A window to the soul? Maybe, but the eyes are also a flashing neon sign for a new artificial intelligence-based system that can read them to predict what you’ll do next.
A University of Maryland researcher and two colleagues used eye-tracking technology and a new deep-learning AI algorithm to predict study participants’ choices as they viewed a comparison website with rows and columns of products and their characteristics.
The algorithm, known as RETINA (Raw Eye Tracking and Image Ncoder Architecture), could precisely zero in on selections before people had even made their decision.
“This is an area where AI technology is very effective: using data to make predictions,” said Michel Wedel, university professor emeritus and PepsiCo chair in consumer science at the Robert H. Smith School of Business. He worked with Moshe Unger of Tel Aviv University and Alexander Tuzhilin of New York University to develop RETINA. Their research is published in the journal Data mining and knowledge discovery.
Researchers who use eye movement data typically synthesize it into chunks of aggregated information, which may miss certain information and types of eye movements. Using their advanced machine learning method, Wedel and his colleagues could use the full extent of raw data from eye tracking rather than the snippets recorded by current methods.

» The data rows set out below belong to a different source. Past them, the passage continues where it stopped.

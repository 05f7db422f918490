use crate::instance::{InstanceRecord, InstanceStatus};
use async_trait::async_trait;
use mcpz_config::lock::DEFAULT_LOCK_WAIT;
use mcpz_config::{write_atomic, FileLock};
use mcpz_core::{McpzError, McpzResult};
use std::collections::BTreeMap;
use std::path::{Path, PathBuf};
use std::time::Duration;
use tokio::sync::RwLock;
use tracing::{debug, warn};

/// Durable storage of instance records, keyed by instance id.
///
/// Every status change goes through [`InstanceStore::set_status`] so that
/// implementations can apply it as one locked step.
#[async_trait]
pub trait InstanceStore: Send + Sync {
    /// All records, oldest first.
    async fn list(&self) -> McpzResult<Vec<InstanceRecord>>;

    async fn get(&self, id: &str) -> McpzResult<Option<InstanceRecord>>;

    /// Insert or replace a record.
    async fn put(&self, record: &InstanceRecord) -> McpzResult<()>;

    /// Delete a record. Returns whether it existed.
    async fn remove(&self, id: &str) -> McpzResult<bool>;

    /// Transition a record. Illegal transitions are logged and ignored.
    /// Returns the record as stored afterwards, `None` if unknown.
    async fn set_status(
        &self,
        id: &str,
        status: InstanceStatus,
    ) -> McpzResult<Option<InstanceRecord>>;
}

fn apply(record: &mut InstanceRecord, status: InstanceStatus) {
    if record.status == status {
        return;
    }
    if record.transition(status) {
        debug!(instance = %record.id, server = %record.server_name, status = %status, "Instance transitioned");
    } else {
        warn!(
            instance = %record.id,
            from = %record.status,
            to = %status,
            "Ignoring illegal instance transition"
        );
    }
}

fn sorted(map: &BTreeMap<String, InstanceRecord>) -> Vec<InstanceRecord> {
    let mut records: Vec<_> = map.values().cloned().collect();
    records.sort_by(|a, b| a.started_at.cmp(&b.started_at).then_with(|| a.id.cmp(&b.id)));
    records
}

/// Instance registry kept in one JSON file (`instances.json`), separate from
/// the config document. Writes are locked read-modify-write cycles.
#[derive(Debug, Clone)]
pub struct FileInstanceStore {
    path: PathBuf,
    lock_wait: Duration,
}

impl FileInstanceStore {
    /// A registry stored at `path`. The file need not exist yet.
    pub fn new(path: impl Into<PathBuf>) -> Self {
        Self {
            path: path.into(),
            lock_wait: DEFAULT_LOCK_WAIT,
        }
    }

    /// Bound on waiting for the registry lock.
    pub fn with_lock_wait(mut self, wait: Duration) -> Self {
        self.lock_wait = wait;
        self
    }

    /// Path of the registry file.
    pub fn path(&self) -> &Path {
        &self.path
    }

    async fn read(&self) -> McpzResult<BTreeMap<String, InstanceRecord>> {
        match tokio::fs::read_to_string(&self.path).await {
            Ok(contents) if contents.trim().is_empty() => Ok(BTreeMap::new()),
            Ok(contents) => serde_json::from_str(&contents).map_err(|e| {
                McpzError::ConfigCorrupt(format!("instance registry {}: {e}", self.path.display()))
            }),
            Err(e) if e.kind() == std::io::ErrorKind::NotFound => Ok(BTreeMap::new()),
            Err(e) => Err(e.into()),
        }
    }

    async fn modify<T>(
        &self,
        edit: impl FnOnce(&mut BTreeMap<String, InstanceRecord>) -> T + Send,
    ) -> McpzResult<T> {
        let _lock = FileLock::acquire(&self.path, self.lock_wait).await?;
        let mut records = self.read().await?;
        let out = edit(&mut records);
        let json = serde_json::to_string_pretty(&records)?;
        write_atomic(&self.path, json.as_bytes()).await?;
        Ok(out)
    }
}

#[async_trait]
impl InstanceStore for FileInstanceStore {
    async fn list(&self) -> McpzResult<Vec<InstanceRecord>> {
        Ok(sorted(&self.read().await?))
    }

    async fn get(&self, id: &str) -> McpzResult<Option<InstanceRecord>> {
        Ok(self.read().await?.remove(id))
    }

    async fn put(&self, record: &InstanceRecord) -> McpzResult<()> {
        let record = record.clone();
        self.modify(move |records| {
            records.insert(record.id.clone(), record);
        })
        .await
    }

    async fn remove(&self, id: &str) -> McpzResult<bool> {
        self.modify(|records| records.remove(id).is_some()).await
    }

    async fn set_status(
        &self,
        id: &str,
        status: InstanceStatus,
    ) -> McpzResult<Option<InstanceRecord>> {
        self.modify(|records| {
            records.get_mut(id).map(|record| {
                apply(record, status);
                record.clone()
            })
        })
        .await
    }
}

/// In-process instance registry for tests and embedding.
#[derive(Debug, Default)]
pub struct MemoryInstanceStore {
    records: RwLock<BTreeMap<String, InstanceRecord>>,
}

impl MemoryInstanceStore {
    /// An empty registry.
    pub fn new() -> Self {
        Self::default()
    }
}

#[async_trait]
impl InstanceStore for MemoryInstanceStore {
    async fn list(&self) -> McpzResult<Vec<InstanceRecord>> {
        Ok(sorted(&*self.records.read().await))
    }

    async fn get(&self, id: &str) -> McpzResult<Option<InstanceRecord>> {
        Ok(self.records.read().await.get(id).cloned())
    }

    async fn put(&self, record: &InstanceRecord) -> McpzResult<()> {
        self.records
            .write()
            .await
            .insert(record.id.clone(), record.clone());
        Ok(())
    }

    async fn remove(&self, id: &str) -> McpzResult<bool> {
        Ok(self.records.write().await.remove(id).is_some())
    }

    async fn set_status(
        &self,
        id: &str,
        status: InstanceStatus,
    ) -> McpzResult<Option<InstanceRecord>> {
        let mut records = self.records.write().await;
        Ok(records.get_mut(id).map(|record| {
            apply(record, status);
            record.clone()
        }))
    }
}

#[cfg(test)]
#[allow(clippy::unwrap_used, clippy::expect_used)]
mod tests {
    use super::*;

    #[tokio::test]
    async fn test_file_store_survives_reopen() {
        let dir = tempfile::tempdir().unwrap();
        let path = dir.path().join("instances.json");
        let record = InstanceRecord::starting("fs", Some(4242), 1);

        FileInstanceStore::new(&path).put(&record).await.unwrap();

        let reopened = FileInstanceStore::new(&path);
        assert_eq!(reopened.get(&record.id).await.unwrap(), Some(record.clone()));

        let updated = reopened
            .set_status(&record.id, InstanceStatus::Running)
            .await
            .unwrap()
            .unwrap();
        assert_eq!(updated.status, InstanceStatus::Running);

        assert!(reopened.remove(&record.id).await.unwrap());
        assert!(reopened.list().await.unwrap().is_empty());
    }

    #[tokio::test]
    async fn test_illegal_transition_is_ignored() {
        let store = MemoryInstanceStore::new();
        let record = InstanceRecord::starting("fs", None, 1);
        store.put(&record).await.unwrap();
        store
            .set_status(&record.id, InstanceStatus::Exited)
            .await
            .unwrap();
        let after = store
            .set_status(&record.id, InstanceStatus::Running)
            .await
            .unwrap()
            .unwrap();
        assert_eq!(after.status, InstanceStatus::Exited);
        assert!(store
            .set_status("missing", InstanceStatus::Running)
            .await
            .unwrap()
            .is_none());
    }

    #[tokio::test]
    async fn test_concurrent_puts_are_all_kept() {
        let dir = tempfile::tempdir().unwrap();
        let store = std::sync::Arc::new(FileInstanceStore::new(dir.path().join("instances.json")));
        let mut tasks = Vec::new();
        for i in 0..6 {
            let store = store.clone();
            tasks.push(tokio::spawn(async move {
                store
                    .put(&InstanceRecord::starting(format!("s{i}"), Some(i), 1))
                    .await
            }));
        }
        for task in tasks {
            task.await.unwrap().unwrap();
        }
        assert_eq!(store.list().await.unwrap().len(), 6);
    }

    #[tokio::test]
    async fn test_corrupt_registry_is_an_error() {
        let dir = tempfile::tempdir().unwrap();
        let path = dir.path().join("instances.json");
        std::fs::write(&path, "[1, 2").unwrap();
        assert!(FileInstanceStore::new(&path).list().await.is_err());
    }
}
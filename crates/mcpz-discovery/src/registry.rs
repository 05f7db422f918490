use crate::descriptor::SkillManifest;
use async_trait::async_trait;
use mcpz_core::McpzResult;
use serde::{Deserialize, Serialize};

/// Published metadata of a package.
#[derive(Debug, Clone, PartialEq, Serialize, Deserialize)]
pub struct PackageInfo {
    /// Registry name.
    pub name: String,
    /// The `latest` dist-tag.
    pub version: String,
    /// One-line summary.
    #[serde(default)]
    pub description: String,
}

/// Network seam for the package registry and the skills registry.
///
/// Injected so discovery and installation can be tested offline.
#[async_trait]
pub trait RegistryClient: Send + Sync {
    async fn package_info(&self, id: &str) -> McpzResult<PackageInfo>;

    /// Fetch a skill's full manifest.
    async fn skill_info(&self, id: &str) -> McpzResult<SkillManifest>;
}

#[cfg(feature = "registry")]
pub use http::{HttpRegistryClient, NPM_REGISTRY_URL, SKILLS_REGISTRY_URL};

#[cfg(feature = "registry")]
mod http {
    use super::{PackageInfo, RegistryClient};
    use crate::descriptor::SkillManifest;
    use async_trait::async_trait;
    use mcpz_core::{McpzError, McpzResult};
    use tracing::debug;

    /// Public npm registry.
    pub const NPM_REGISTRY_URL: &str = "https://registry.npmjs.org";
    /// Public skills registry.
    pub const SKILLS_REGISTRY_URL: &str = "https://agentskills.io/api";

    /// [`RegistryClient`] over HTTPS.
    #[derive(Debug, Clone)]
    pub struct HttpRegistryClient {
        http: reqwest::Client,
        npm_url: String,
        skills_url: String,
    }

    impl Default for HttpRegistryClient {
        fn default() -> Self {
            Self::new(NPM_REGISTRY_URL, SKILLS_REGISTRY_URL)
        }
    }

    impl HttpRegistryClient {
        /// A client against custom registry base URLs.
        pub fn new(npm_url: impl Into<String>, skills_url: impl Into<String>) -> Self {
            Self {
                http: reqwest::Client::new(),
                npm_url: npm_url.into().trim_end_matches('/').to_string(),
                skills_url: skills_url.into().trim_end_matches('/').to_string(),
            }
        }

        async fn get_json(&self, url: &str) -> McpzResult<serde_json::Value> {
            debug!(url = %url, "Registry request");
            let resp = self
                .http
                .get(url)
                .header("accept", "application/json")
                .send()
                .await
                .map_err(|e| McpzError::Registry(e.to_string()))?;

            let status = resp.status();
            if !status.is_success() {
                return Err(McpzError::Registry(format!("{url} returned {status}")));
            }
            resp.json()
                .await
                .map_err(|e| McpzError::Registry(format!("{url}: {e}")))
        }
    }

    #[async_trait]
    impl RegistryClient for HttpRegistryClient {
        async fn package_info(&self, id: &str) -> McpzResult<PackageInfo> {
            // scoped names keep their '@' but the slash must be escaped
            let url = format!("{}/{}", self.npm_url, id.replace('/', "%2F"));
            let body = self.get_json(&url).await?;
            let version = body["dist-tags"]["latest"]
                .as_str()
                .ok_or_else(|| McpzError::Registry(format!("'{id}' has no latest version")))?;
            Ok(PackageInfo {
                name: body["name"].as_str().unwrap_or(id).to_string(),
                version: version.to_string(),
                description: body["description"].as_str().unwrap_or_default().to_string(),
            })
        }

        async fn skill_info(&self, id: &str) -> McpzResult<SkillManifest> {
            let url = format!("{}/skills/{id}", self.skills_url);
            let body = self.get_json(&url).await?;
            serde_json::from_value(body)
                .map_err(|e| McpzError::Registry(format!("bad skill manifest for '{id}': {e}")))
        }
    }
}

Unusually, the algorithm is able to incorporate raw eye movement data from each eye, Wedel said.
“That’s a lot of data – several hundred thousand data points, with millions of parameters – and we use them separately for both eyes,” he said.
The algorithm could be applied in many contexts by all types of companies. For example, a retailer like Walmart could use it to enhance the virtual shopping experiences it develops in the Metaverse, a shared virtual online world. Many VR devices that people will use to explore the metaverse will have built-in eye tracking to help better render the virtual environment. Using this algorithm, Walmart could tailor the range of products displayed in its virtual store to what a person is likely to choose, based on their initial eye movements.
“Even before people have made a choice, based on their eye movements, we can tell that it is very likely that they will choose a certain product,” says Wedel. “With this knowledge, marketers could reinforce that choice or try to promote another product instead.”
RETINA has applications outside of marketing, as eye tracking becomes increasingly ubiquitous in many other fields, including medicine, psychology and psychiatry, usability and design, the arts, reading, finance , accounting – anything in which people make decisions based on some sort of visual assessment.
The tech’s biggest players, including Meta and Google, have recently acquired eye-tracking companies and are considering a range of applications. Thanks to front-facing cameras, it is now possible to track people’s eye movements from any smartphone, tablet or personal computer. Such consumer device-based approaches can’t yet be as accurate as the advanced eye-tracking hardware that researchers currently use, Wedel said, and there’s still the big problem of privacy concerns: Companies need to request privacy. permission to users.
Researchers are already working to commercialize the algorithm and expand their research to optimize decision-making.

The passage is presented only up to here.